Scan the material and copy every line in which "children" appears.
※ ※ ※
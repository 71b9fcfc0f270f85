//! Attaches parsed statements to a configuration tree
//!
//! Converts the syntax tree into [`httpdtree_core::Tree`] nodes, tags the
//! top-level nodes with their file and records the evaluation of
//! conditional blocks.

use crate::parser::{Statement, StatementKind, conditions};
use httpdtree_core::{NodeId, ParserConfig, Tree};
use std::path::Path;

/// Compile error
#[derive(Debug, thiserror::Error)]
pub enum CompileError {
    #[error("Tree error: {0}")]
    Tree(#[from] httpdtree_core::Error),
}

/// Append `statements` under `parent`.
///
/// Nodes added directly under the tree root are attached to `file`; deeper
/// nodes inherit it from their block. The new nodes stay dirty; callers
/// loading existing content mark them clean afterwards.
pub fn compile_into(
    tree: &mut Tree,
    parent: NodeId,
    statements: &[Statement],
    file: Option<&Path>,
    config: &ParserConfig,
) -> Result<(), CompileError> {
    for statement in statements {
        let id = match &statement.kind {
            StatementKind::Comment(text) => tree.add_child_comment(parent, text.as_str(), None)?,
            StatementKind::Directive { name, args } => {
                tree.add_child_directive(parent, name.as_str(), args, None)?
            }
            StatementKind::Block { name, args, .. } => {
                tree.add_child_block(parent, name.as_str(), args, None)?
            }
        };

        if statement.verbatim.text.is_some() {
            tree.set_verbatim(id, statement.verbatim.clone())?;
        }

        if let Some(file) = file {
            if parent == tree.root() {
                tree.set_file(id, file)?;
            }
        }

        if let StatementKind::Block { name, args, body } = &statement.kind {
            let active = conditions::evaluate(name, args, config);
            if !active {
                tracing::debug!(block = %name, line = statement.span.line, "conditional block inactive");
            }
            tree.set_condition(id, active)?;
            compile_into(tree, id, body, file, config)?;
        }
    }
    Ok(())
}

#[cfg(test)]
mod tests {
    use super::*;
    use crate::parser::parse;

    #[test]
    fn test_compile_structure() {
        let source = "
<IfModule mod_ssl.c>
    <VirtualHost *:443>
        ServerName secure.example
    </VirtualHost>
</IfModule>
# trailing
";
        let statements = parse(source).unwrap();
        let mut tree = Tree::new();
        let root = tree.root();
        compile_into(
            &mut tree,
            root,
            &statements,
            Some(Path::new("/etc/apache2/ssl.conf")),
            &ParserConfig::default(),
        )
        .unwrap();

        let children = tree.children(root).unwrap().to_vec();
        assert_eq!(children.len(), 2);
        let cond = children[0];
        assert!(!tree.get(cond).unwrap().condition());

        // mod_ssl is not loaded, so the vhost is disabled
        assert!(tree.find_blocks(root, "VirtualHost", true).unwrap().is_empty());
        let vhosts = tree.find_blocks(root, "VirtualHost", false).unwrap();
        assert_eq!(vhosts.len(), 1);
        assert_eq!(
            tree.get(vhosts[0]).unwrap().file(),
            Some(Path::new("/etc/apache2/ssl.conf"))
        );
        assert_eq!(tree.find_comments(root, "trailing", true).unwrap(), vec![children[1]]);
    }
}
※ ※ ※
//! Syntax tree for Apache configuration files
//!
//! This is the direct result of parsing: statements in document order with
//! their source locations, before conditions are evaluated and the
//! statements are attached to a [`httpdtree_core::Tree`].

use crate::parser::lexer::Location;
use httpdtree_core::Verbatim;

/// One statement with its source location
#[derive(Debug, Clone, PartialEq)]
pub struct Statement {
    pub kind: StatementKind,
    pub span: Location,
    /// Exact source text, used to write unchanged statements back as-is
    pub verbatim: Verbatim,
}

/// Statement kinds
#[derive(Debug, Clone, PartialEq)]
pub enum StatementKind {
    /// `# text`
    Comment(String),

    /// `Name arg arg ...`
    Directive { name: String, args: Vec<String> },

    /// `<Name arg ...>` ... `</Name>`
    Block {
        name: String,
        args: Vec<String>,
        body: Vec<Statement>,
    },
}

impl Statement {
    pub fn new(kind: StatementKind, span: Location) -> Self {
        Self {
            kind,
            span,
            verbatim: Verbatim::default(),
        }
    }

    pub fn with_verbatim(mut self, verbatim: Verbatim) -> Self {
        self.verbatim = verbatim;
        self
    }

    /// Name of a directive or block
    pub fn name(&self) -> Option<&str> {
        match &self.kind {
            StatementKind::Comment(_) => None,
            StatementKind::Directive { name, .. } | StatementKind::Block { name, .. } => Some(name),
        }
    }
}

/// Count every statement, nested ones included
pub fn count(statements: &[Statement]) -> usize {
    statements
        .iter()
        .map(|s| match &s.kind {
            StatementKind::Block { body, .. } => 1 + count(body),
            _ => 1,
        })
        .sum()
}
※ ※ ※
* EXERCISE OUTPUT
        let children = tree.children(root).unwrap().to_vec();
        assert_eq!(children.len(), 2);
        let cond = children[0];
        assert_eq!(tree.find_comments(root, "trailing", true).unwrap(), vec![children[1]]);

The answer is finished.